Collected data entries
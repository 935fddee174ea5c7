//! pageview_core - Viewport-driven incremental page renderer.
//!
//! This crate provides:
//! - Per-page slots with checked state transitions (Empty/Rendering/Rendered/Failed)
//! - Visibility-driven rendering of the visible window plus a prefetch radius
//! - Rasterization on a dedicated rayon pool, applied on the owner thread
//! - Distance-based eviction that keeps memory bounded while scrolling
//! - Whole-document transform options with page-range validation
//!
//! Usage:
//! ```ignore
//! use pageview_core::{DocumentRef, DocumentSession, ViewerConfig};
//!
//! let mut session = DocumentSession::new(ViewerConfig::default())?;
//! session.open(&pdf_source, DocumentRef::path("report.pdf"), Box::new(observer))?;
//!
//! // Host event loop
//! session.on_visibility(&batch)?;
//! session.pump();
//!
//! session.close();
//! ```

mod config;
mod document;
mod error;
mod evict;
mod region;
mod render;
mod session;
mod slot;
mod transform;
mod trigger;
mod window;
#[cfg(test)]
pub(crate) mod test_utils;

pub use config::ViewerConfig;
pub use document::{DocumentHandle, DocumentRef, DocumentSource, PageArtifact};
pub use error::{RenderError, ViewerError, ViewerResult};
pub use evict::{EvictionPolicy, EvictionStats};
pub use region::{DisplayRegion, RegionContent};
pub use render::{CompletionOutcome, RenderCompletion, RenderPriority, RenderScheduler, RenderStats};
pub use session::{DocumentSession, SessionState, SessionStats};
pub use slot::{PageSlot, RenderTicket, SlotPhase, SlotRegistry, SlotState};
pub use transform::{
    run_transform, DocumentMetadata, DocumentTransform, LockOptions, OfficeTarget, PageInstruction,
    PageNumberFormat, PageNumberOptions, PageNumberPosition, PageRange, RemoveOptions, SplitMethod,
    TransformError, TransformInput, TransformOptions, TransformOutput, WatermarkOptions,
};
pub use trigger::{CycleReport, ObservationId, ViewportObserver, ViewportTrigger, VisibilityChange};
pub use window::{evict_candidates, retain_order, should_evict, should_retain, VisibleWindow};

What needs to be done:
What are the lines of the data above that include the string "window"? Copy them.

Solution to this problem:
//! - Visibility-driven rendering of the visible window plus a prefetch radius
mod window;
pub use window::{evict_candidates, retain_order, should_evict, should_retain, VisibleWindow};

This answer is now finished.